L’affaire Deutsche Bank : un épouvantail bien utile

Lorsqu’ils sont en difficulté, les États-Unis utilisent sans cesse la même méthode de camouflage de leurs problèmes grâce au déballage au grand jour des problèmes des autres, l’Europe se trouvant être régulièrement le dindon de la farce. Quand donc le monde ébahi apprend l’amende record de 14 milliards de dollars que les États-Unis infligent à la Deutsche Bank [1], on regarde certes avec horreur les exactions commises par cette banque [2], mais on doit également regarder les intérêts que sert cette sanction. De nombreux commentateurs y ont vu une petite vengeance après l’amende d’Apple en Europe [3], une explication non négligeable, mais il y a plus important.

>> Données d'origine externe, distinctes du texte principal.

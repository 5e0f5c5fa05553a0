//! Per-frame trace output from the analysis and synthesis hot path.
//!
//! Run with `RUST_LOG=trace cargo run --example verbose_logging --features verbose-logging`.

use qstft::{StftConfig, StftError, StftPipeline, Q};

fn main() -> Result<(), StftError> {
    env_logger::Builder::from_env(env_logger::Env::default().default_filter_or("trace")).init();

    let mut pipeline = StftPipeline::new(StftConfig::speech_16k()?)?;
    let mut out = [0i16; 160];
    for i in 0..5i16 {
        let input = [i * 5000; 160];
        pipeline.process(&input, &mut out, Q::Q20, |_| Ok(()))?;
    }
    pipeline.reset();
    Ok(())
}
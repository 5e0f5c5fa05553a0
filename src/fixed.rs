//! Q-format primitives: explicit scales, rounding shifts and saturation.
//!
//! Every integer buffer in this crate carries an implicit number of fractional
//! bits. [`Q`] makes that number a value so it can be passed around and checked,
//! and [`rescale`] is the single place where a value moves between scales.

use crate::error::StftError;

/// Number of fractional bits attached to a fixed-point value.
///
/// `Q::new(15)` describes values scaled by `2^15`, i.e. Q15 audio samples.
#[derive(Debug, Clone, Copy, PartialEq, Eq, PartialOrd, Ord, Hash)]
pub struct Q(u8);

impl Q {
    /// Largest supported number of fractional bits.
    pub const MAX_BITS: u32 = 62;

    pub const Q15: Q = Q(15);
    pub const Q20: Q = Q(20);
    pub const Q21: Q = Q(21);
    pub const Q30: Q = Q(30);
    pub const Q31: Q = Q(31);

    /// Build a format with `bits` fractional bits.
    pub const fn new(bits: u32) -> Result<Self, StftError> {
        if bits > Self::MAX_BITS {
            return Err(StftError::InvalidQFormat(bits));
        }
        Ok(Q(bits as u8))
    }

    #[inline]
    pub const fn bits(self) -> u32 {
        self.0 as u32
    }

    /// Format obtained by dropping `shift` fractional bits, if any remain.
    pub const fn checked_sub(self, shift: u32) -> Option<Q> {
        if shift > self.0 as u32 {
            None
        } else {
            Some(Q(self.0 - shift as u8))
        }
    }
}

impl core::fmt::Display for Q {
    fn fmt(&self, f: &mut core::fmt::Formatter<'_>) -> core::fmt::Result {
        write!(f, "Q{}", self.0)
    }
}

/// How bits shifted out of a value are treated.
#[derive(Debug, Clone, Copy, PartialEq, Eq, Default)]
pub enum Rounding {
    /// Arithmetic shift, rounds toward negative infinity.
    Truncate,
    /// Round to nearest, ties toward positive infinity.
    #[default]
    Nearest,
}

/// Arithmetic right shift of `value` by `shift` bits under `rounding`.
///
/// Shifts of 64 bits or more behave like a shift of 63.
#[inline]
pub fn shift_right(value: i64, shift: u32, rounding: Rounding) -> i64 {
    if shift == 0 {
        return value;
    }
    let shift = shift.min(63);
    match rounding {
        Rounding::Truncate => value >> shift,
        // (v + 2^(s-1)) >> s, written so the addition cannot overflow.
        Rounding::Nearest => (value >> shift) + ((value >> (shift - 1)) & 1),
    }
}

/// Clamp a 64-bit intermediate into the `i32` range.
#[inline]
pub fn saturate(value: i64) -> i32 {
    value.clamp(i32::MIN as i64, i32::MAX as i64) as i32
}

/// Clamp a 32-bit accumulator value into the Q15 sample range.
#[inline]
pub fn saturate_i16(value: i32) -> i16 {
    value.clamp(i16::MIN as i32, i16::MAX as i32) as i16
}

/// `a + b`, clamped to `[i32::MIN, i32::MAX]` instead of wrapping.
#[inline]
pub fn saturating_add(a: i32, b: i32) -> i32 {
    a.saturating_add(b)
}

/// Add a 64-bit term to a 32-bit accumulator, saturating the sum.
#[inline]
pub fn saturating_add_wide(acc: i32, term: i64) -> i32 {
    saturate((acc as i64).saturating_add(term))
}

/// Move `value` from scale `from` to scale `to`, saturating to `i32`.
///
/// Narrowing (`to < from`) shifts right under `rounding`; widening shifts
/// left and clamps on overflow.
#[inline]
pub fn rescale(value: i64, from: Q, to: Q, rounding: Rounding) -> i32 {
    if to.bits() <= from.bits() {
        saturate(shift_right(value, from.bits() - to.bits(), rounding))
    } else {
        let widened = (value as i128) << (to.bits() - from.bits());
        widened.clamp(i32::MIN as i128, i32::MAX as i128) as i32
    }
}

/// Convert a real number in `[-1, 1)` to Q15, rounding and saturating.
pub fn to_q15(x: f32) -> i16 {
    let scaled = libm::roundf(x * 32768.0);
    scaled.clamp(i16::MIN as f32, i16::MAX as f32) as i16
}

/// Convert a real number to Q31, rounding and saturating.
pub fn to_q31(x: f64) -> i32 {
    let scaled = libm::round(x * 2147483648.0);
    scaled.clamp(i32::MIN as f64, i32::MAX as f64) as i32
}
#![doc = "registry-sync-core: keeps a slim local mirror of a package registry in sync with its change feed."]

//! The pipeline tails the registry's ordered change feed from a persisted
//! cursor, re-fetches every changed package, projects it down to the fields
//! downstream consumers need and overwrites it in a cache. Delivery is
//! at-least-once; every write is an idempotent whole-record overwrite.
//!
//! # Usage
//! Build an [`origin::RegistryClient`], a [`feed::CouchChangeFeed`] and a
//! [`cache`] backend, then hand them to [`synchronise::synchronise`].

pub mod cache;
pub mod checkpoint;
pub mod config;
pub mod consumer;
pub mod contract;
pub mod error;
pub mod feed;
pub mod origin;
pub mod package_sync;
pub mod projector;
pub mod store;
pub mod sweeper;
pub mod synchronise;
pub mod watchdog;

En mettant en difficulté la plus grande banque européenne, les États-Unis ont réussi à centrer le débat sur les problèmes des banques européennes en général. Malgré l’étonnante stabilité financière en Europe après toutes ces années de tourmente (en partie grâce aux injections de la BCE, il ne faut pas l’oublier, même si celles-ci servent probablement plus la finance mondiale que les intérêts européens), nous ne prétendons pas que le secteur bancaire européen n’a aucun problème, loin de là [4]. Mais nous prétendons qu’il est un épouvantail bien pratique pour détourner le regard des difficultés US. Car les titres des articles au sujet de la Deutsche Bank sont alarmistes : faillite imminente, bail-out nécessaire, contagion aux autres banques européennes, voire prochaine crise en vue [5], etc.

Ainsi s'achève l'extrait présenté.